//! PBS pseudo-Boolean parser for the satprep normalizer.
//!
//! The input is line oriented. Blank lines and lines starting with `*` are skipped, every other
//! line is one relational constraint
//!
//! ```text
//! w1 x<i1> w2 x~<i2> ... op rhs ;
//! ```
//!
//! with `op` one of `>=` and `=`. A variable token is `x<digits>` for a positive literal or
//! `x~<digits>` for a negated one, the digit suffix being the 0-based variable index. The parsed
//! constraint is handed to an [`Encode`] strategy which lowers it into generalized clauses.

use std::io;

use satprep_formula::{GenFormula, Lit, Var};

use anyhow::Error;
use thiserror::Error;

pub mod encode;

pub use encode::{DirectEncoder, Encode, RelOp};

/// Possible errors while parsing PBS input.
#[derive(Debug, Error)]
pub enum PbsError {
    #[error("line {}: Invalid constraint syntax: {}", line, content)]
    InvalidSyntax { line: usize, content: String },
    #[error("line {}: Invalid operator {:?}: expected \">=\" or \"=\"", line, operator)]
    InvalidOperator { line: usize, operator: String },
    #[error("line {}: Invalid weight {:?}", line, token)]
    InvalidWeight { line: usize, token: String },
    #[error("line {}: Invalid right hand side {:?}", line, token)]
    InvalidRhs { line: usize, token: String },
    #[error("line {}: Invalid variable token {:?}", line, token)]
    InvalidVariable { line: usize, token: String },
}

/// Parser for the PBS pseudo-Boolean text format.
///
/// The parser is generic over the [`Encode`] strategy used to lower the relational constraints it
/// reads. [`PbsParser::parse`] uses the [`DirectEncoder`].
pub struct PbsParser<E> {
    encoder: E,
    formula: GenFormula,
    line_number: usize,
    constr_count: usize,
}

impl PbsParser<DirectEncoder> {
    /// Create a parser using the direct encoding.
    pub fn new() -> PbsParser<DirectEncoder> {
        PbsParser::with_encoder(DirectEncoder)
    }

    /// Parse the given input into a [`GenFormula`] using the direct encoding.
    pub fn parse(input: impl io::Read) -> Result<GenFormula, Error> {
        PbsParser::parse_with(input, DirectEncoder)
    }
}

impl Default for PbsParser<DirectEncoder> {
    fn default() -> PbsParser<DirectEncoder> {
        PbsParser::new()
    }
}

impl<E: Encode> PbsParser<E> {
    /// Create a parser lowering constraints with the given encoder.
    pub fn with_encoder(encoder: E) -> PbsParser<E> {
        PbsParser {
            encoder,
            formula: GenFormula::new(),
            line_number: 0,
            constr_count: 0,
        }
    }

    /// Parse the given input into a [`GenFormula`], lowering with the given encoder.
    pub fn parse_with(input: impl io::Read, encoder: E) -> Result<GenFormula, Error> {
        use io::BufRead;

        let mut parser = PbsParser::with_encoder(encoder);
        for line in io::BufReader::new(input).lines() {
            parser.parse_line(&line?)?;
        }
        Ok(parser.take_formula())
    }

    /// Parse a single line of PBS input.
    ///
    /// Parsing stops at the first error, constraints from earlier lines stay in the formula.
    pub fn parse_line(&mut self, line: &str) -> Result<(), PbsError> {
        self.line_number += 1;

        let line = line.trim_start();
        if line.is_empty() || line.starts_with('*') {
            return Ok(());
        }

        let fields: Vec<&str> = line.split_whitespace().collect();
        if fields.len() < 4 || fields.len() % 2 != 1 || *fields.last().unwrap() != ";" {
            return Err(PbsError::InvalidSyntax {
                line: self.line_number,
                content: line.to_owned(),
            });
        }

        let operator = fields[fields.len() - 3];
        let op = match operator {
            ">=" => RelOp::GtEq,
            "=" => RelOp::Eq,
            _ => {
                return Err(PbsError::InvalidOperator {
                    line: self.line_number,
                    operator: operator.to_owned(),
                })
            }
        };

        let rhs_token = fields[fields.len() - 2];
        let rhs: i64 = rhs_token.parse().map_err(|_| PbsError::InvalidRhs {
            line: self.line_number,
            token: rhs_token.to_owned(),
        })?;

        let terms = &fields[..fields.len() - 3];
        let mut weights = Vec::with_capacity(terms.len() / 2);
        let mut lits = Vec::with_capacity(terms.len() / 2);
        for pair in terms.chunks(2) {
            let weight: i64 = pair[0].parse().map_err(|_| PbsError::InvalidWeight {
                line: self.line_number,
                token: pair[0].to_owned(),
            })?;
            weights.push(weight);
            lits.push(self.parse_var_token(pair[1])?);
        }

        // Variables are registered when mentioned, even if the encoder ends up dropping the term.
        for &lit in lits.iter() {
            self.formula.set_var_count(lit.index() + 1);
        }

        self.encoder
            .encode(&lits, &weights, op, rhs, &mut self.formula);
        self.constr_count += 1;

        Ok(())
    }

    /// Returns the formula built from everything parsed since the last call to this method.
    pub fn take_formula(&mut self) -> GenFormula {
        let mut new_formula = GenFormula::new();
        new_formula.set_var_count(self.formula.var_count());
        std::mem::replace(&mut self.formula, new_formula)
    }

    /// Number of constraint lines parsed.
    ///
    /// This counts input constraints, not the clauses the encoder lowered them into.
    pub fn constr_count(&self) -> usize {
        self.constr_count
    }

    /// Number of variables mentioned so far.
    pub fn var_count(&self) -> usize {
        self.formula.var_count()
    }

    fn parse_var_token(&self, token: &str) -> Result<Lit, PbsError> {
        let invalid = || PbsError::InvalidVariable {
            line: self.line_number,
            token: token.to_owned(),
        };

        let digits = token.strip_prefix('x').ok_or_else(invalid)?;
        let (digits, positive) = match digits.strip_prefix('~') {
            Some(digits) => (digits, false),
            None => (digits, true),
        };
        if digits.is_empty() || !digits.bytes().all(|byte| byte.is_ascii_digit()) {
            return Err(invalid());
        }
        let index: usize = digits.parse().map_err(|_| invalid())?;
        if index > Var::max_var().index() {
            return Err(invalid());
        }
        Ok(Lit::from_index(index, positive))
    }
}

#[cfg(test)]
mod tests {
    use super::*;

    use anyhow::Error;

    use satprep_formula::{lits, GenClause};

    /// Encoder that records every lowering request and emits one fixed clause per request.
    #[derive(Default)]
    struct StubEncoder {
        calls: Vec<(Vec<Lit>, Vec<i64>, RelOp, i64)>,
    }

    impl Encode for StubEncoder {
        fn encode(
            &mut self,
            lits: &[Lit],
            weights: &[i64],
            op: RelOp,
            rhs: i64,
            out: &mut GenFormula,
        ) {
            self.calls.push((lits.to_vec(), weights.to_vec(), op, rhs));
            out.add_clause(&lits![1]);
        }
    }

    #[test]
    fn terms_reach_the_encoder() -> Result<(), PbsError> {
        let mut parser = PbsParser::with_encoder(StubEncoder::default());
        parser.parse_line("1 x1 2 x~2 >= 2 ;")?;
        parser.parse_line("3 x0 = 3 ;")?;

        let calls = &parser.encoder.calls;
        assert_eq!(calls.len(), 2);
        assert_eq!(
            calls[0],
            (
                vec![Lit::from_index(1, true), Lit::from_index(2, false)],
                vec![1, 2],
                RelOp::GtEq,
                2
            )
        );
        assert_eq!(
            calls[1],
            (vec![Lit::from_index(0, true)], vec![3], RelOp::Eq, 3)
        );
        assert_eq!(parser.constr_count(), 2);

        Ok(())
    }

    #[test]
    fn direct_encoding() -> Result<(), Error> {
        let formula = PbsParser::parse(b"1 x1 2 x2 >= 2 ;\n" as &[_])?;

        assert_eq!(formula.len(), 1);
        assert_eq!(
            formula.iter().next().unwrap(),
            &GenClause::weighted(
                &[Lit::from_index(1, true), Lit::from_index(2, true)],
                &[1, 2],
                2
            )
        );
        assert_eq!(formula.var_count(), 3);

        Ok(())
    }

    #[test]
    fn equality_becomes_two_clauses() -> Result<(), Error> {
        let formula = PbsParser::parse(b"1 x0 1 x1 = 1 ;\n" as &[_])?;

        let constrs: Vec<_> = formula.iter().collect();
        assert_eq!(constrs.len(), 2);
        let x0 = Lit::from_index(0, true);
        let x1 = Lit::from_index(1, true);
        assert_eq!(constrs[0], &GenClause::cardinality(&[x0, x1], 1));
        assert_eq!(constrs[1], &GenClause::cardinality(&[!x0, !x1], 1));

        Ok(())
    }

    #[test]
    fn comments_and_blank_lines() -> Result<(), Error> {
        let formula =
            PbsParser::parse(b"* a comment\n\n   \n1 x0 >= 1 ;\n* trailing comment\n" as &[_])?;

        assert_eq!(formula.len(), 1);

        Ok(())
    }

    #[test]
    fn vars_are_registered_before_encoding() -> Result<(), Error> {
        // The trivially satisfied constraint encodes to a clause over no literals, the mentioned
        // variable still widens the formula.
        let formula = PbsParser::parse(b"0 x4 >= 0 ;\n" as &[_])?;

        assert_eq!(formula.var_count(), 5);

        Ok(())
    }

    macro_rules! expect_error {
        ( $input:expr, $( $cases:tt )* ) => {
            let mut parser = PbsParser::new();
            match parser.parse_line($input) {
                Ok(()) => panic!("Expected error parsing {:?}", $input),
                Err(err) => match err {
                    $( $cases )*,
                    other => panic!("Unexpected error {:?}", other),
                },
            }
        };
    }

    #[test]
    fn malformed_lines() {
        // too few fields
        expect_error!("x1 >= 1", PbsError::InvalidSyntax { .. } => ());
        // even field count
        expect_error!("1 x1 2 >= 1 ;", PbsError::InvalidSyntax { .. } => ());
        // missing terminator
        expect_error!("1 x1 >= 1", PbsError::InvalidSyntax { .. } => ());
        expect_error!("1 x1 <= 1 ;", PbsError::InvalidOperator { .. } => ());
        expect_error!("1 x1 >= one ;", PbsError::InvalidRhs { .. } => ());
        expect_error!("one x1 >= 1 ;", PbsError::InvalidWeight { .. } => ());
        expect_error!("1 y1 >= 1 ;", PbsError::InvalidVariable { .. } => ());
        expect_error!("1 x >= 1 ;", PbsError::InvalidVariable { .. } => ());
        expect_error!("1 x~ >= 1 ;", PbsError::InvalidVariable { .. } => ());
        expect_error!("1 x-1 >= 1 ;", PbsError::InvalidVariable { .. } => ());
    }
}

*-*-*

**Your instructions**. Reproduce exactly, and with no other material, the lines between those holding "index. The parsed" and "#[derive(Debug, Error)]", inclusive.

**Exercise answer**.
//! `x~<digits>` for a negated one, the digit suffix being the 0-based variable index. The parsed
//! constraint is handed to an [`Encode`] strategy which lowers it into generalized clauses.

use std::io;

use satprep_formula::{GenFormula, Lit, Var};

use anyhow::Error;
use thiserror::Error;

pub mod encode;

pub use encode::{DirectEncoder, Encode, RelOp};

/// Possible errors while parsing PBS input.
#[derive(Debug, Error)]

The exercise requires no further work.